How to complete this task: Transcribe only part of the material below: the lines from the one containing "# Arena Core" through the one containing "Headless bot-vs-bot simulation", inclusive, exactly as written.

* * *

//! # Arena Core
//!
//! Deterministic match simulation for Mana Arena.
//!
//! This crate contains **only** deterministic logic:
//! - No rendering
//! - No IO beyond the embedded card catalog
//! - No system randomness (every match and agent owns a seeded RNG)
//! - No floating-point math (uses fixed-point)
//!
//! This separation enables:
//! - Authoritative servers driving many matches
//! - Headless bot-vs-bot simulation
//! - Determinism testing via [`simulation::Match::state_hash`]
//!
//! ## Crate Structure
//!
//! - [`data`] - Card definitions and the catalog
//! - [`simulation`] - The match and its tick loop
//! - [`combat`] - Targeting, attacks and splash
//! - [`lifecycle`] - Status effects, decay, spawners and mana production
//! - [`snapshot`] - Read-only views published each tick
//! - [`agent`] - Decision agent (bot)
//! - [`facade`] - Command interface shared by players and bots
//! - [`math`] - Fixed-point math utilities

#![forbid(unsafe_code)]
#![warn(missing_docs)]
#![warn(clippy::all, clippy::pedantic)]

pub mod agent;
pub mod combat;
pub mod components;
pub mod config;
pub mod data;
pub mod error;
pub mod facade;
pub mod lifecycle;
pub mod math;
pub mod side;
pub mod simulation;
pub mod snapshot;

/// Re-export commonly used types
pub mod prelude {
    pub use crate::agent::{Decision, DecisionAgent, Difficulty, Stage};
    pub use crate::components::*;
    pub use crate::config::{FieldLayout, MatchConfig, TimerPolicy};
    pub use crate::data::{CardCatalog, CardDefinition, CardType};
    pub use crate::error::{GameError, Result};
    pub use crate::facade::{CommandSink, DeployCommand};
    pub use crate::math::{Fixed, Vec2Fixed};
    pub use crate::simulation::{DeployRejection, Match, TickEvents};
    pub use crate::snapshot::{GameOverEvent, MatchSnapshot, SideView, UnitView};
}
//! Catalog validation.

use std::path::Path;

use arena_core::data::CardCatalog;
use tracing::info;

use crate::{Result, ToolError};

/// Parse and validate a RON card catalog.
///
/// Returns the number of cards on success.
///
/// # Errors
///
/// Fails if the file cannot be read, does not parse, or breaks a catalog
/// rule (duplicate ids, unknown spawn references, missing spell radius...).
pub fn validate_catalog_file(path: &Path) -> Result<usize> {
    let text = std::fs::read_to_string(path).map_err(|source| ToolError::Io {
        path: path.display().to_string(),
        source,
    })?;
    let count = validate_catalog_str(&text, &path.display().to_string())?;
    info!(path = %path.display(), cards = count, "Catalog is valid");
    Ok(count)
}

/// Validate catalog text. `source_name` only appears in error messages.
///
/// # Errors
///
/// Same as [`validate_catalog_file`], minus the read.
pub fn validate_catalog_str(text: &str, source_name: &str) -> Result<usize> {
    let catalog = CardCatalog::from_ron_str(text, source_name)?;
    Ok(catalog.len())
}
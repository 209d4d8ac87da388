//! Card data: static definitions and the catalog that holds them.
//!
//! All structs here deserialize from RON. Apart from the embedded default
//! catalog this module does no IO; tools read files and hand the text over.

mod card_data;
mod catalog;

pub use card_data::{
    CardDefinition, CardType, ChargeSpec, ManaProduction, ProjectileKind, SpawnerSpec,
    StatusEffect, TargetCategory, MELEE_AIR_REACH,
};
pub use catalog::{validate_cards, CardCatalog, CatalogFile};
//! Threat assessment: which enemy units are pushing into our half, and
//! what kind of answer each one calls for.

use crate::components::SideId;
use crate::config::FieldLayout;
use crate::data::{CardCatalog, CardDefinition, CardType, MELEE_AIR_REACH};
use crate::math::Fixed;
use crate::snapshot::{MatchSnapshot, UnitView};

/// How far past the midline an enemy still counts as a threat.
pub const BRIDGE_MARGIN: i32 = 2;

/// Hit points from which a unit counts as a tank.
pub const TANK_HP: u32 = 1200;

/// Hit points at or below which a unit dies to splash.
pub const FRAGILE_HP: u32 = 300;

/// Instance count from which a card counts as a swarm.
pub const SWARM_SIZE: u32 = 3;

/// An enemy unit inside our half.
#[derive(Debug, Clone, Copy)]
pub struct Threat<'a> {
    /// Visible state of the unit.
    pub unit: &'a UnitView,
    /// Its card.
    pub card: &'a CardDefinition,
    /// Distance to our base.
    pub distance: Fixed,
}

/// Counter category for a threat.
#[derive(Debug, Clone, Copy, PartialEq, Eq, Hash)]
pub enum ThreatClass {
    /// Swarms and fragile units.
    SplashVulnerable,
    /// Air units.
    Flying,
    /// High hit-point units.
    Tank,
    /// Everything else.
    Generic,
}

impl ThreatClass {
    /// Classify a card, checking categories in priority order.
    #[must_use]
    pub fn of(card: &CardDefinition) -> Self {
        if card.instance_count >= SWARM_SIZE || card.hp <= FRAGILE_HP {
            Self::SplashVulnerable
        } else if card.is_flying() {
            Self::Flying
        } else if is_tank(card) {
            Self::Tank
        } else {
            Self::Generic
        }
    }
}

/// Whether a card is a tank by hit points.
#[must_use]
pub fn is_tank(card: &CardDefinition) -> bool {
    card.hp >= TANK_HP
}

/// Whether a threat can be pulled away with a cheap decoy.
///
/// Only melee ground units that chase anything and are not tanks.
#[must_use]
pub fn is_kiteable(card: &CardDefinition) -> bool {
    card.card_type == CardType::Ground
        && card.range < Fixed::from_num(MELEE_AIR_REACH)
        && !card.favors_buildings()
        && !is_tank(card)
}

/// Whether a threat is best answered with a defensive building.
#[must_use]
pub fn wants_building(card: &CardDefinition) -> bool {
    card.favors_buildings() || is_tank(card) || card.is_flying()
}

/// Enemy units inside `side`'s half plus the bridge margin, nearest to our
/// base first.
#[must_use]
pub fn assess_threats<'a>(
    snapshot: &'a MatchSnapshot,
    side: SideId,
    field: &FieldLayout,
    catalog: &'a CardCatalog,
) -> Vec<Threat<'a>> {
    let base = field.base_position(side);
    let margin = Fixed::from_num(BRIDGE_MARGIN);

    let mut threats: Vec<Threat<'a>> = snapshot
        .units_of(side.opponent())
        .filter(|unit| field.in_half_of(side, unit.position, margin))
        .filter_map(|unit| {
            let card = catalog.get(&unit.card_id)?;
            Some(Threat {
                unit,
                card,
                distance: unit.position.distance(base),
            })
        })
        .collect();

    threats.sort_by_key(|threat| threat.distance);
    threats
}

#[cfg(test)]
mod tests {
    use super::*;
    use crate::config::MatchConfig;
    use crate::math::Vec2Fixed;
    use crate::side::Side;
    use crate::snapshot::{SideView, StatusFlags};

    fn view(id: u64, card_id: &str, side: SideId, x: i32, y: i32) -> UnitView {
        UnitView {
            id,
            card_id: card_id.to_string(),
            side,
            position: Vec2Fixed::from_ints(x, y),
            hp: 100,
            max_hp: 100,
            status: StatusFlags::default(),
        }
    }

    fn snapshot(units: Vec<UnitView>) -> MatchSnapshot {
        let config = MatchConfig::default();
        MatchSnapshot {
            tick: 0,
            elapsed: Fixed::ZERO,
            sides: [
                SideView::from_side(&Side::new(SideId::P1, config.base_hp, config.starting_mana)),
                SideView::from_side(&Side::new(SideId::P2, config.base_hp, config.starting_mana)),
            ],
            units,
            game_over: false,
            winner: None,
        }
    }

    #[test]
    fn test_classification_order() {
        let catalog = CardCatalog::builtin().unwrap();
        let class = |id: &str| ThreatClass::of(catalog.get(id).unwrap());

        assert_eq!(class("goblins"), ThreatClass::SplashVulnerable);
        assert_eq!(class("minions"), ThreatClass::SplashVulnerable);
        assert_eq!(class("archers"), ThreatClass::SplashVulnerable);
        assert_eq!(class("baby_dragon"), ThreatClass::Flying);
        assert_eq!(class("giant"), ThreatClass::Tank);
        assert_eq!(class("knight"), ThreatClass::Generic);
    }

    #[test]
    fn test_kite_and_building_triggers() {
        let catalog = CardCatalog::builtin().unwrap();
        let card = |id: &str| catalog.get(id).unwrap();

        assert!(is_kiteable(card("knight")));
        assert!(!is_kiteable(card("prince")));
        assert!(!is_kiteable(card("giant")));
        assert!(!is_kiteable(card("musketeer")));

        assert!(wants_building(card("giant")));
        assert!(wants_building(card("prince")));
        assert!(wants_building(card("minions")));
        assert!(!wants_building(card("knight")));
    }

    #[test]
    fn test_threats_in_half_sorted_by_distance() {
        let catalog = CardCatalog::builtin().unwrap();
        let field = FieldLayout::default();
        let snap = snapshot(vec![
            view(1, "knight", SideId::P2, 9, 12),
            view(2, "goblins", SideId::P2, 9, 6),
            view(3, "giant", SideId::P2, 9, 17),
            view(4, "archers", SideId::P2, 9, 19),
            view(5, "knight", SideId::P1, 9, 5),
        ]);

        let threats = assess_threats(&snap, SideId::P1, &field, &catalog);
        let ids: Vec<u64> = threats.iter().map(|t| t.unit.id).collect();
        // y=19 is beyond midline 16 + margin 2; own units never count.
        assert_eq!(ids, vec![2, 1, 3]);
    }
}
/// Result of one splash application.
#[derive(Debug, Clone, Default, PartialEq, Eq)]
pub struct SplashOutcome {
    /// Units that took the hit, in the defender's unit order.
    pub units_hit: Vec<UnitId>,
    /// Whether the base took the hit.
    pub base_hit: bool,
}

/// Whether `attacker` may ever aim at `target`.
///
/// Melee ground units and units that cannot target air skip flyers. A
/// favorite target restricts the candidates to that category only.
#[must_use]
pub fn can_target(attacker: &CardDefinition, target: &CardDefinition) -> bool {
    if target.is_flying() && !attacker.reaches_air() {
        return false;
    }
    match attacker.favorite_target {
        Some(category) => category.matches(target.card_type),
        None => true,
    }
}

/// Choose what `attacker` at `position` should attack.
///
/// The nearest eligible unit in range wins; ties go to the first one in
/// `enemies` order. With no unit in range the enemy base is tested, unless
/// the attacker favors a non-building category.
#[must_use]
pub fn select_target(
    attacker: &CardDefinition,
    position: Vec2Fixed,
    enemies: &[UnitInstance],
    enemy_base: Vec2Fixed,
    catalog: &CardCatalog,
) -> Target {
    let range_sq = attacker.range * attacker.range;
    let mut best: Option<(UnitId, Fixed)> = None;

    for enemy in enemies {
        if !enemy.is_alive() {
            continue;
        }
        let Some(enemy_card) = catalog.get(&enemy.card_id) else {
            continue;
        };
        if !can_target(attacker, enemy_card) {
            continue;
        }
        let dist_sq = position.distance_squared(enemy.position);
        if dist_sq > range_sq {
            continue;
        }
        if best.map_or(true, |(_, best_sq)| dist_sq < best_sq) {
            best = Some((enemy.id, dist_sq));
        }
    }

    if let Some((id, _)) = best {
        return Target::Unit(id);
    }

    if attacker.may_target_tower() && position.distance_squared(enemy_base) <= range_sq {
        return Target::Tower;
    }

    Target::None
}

* * *

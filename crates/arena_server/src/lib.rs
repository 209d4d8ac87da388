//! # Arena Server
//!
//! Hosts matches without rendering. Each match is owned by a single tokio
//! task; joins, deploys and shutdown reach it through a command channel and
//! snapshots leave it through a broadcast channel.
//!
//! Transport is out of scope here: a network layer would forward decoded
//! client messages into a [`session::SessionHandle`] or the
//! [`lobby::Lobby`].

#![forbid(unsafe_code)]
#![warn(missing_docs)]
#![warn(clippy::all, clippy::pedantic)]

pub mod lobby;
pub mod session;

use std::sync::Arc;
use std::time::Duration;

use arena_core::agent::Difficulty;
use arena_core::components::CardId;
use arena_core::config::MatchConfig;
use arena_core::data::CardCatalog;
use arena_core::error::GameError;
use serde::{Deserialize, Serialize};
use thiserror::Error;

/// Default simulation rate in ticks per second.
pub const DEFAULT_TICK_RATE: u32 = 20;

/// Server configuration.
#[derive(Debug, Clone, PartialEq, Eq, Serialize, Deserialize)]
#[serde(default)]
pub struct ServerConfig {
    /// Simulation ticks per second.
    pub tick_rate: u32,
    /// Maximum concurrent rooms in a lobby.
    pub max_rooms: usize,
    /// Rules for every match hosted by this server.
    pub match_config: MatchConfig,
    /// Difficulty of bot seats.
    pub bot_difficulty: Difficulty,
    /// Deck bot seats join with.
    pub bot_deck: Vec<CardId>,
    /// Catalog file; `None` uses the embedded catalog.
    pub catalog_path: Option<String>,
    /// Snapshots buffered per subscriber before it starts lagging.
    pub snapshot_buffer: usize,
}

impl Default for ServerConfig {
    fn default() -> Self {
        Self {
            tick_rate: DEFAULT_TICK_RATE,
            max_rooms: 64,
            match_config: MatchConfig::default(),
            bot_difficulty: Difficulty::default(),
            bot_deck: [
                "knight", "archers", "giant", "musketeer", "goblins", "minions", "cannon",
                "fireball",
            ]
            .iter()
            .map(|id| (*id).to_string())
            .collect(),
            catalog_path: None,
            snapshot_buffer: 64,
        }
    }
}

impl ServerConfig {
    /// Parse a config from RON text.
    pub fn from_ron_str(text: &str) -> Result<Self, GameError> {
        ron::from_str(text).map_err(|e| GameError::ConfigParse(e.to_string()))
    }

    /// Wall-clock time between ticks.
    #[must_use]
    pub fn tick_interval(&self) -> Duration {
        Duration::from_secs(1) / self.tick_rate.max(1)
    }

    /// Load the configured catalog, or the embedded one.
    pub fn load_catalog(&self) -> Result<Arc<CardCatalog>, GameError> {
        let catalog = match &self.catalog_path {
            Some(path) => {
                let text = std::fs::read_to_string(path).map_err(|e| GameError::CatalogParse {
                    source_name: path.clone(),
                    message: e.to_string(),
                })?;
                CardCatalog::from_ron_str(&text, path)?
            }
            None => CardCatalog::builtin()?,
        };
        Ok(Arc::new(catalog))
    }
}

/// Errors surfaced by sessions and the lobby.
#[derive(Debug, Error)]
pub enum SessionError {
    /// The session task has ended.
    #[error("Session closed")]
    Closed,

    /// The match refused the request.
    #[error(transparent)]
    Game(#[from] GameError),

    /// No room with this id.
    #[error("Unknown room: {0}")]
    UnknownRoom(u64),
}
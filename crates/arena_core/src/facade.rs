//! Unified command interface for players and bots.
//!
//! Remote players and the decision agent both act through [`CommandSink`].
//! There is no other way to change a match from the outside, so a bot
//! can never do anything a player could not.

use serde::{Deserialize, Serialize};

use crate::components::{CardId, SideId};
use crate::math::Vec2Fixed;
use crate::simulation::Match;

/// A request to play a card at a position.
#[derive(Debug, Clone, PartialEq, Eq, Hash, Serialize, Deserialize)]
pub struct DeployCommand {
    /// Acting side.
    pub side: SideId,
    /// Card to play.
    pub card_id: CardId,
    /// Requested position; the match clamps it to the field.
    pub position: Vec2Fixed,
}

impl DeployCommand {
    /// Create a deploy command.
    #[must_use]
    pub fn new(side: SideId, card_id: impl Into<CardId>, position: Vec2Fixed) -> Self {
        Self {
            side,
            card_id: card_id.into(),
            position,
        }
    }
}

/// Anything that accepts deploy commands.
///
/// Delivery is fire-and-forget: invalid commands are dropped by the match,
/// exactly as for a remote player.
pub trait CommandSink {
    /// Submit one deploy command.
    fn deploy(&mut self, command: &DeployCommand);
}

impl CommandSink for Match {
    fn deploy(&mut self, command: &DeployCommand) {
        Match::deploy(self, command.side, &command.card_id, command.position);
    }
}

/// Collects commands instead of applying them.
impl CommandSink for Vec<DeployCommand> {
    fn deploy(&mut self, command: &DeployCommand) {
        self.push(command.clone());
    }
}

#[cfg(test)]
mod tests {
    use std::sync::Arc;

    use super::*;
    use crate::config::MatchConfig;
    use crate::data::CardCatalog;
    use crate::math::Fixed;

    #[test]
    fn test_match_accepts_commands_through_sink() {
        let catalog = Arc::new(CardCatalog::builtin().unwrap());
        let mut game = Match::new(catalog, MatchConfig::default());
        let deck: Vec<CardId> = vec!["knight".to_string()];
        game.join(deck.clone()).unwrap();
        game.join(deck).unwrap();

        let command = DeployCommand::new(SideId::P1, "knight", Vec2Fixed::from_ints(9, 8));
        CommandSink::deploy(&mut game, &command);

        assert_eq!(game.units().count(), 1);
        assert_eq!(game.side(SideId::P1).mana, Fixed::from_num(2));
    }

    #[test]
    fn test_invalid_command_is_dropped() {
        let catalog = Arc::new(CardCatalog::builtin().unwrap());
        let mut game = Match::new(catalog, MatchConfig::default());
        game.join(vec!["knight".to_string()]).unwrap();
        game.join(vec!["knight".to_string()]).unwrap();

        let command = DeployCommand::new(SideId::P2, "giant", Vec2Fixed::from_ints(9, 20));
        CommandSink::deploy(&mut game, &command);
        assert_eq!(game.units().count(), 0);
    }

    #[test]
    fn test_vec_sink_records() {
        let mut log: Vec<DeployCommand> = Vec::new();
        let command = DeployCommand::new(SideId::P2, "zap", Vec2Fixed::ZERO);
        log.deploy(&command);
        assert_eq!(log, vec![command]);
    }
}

* * *

Reply:
//! # Arena Core
//!
//! Deterministic match simulation for Mana Arena.
//!
//! This crate contains **only** deterministic logic:
//! - No rendering
//! - No IO beyond the embedded card catalog
//! - No system randomness (every match and agent owns a seeded RNG)
//! - No floating-point math (uses fixed-point)
//!
//! This separation enables:
//! - Authoritative servers driving many matches
//! - Headless bot-vs-bot simulation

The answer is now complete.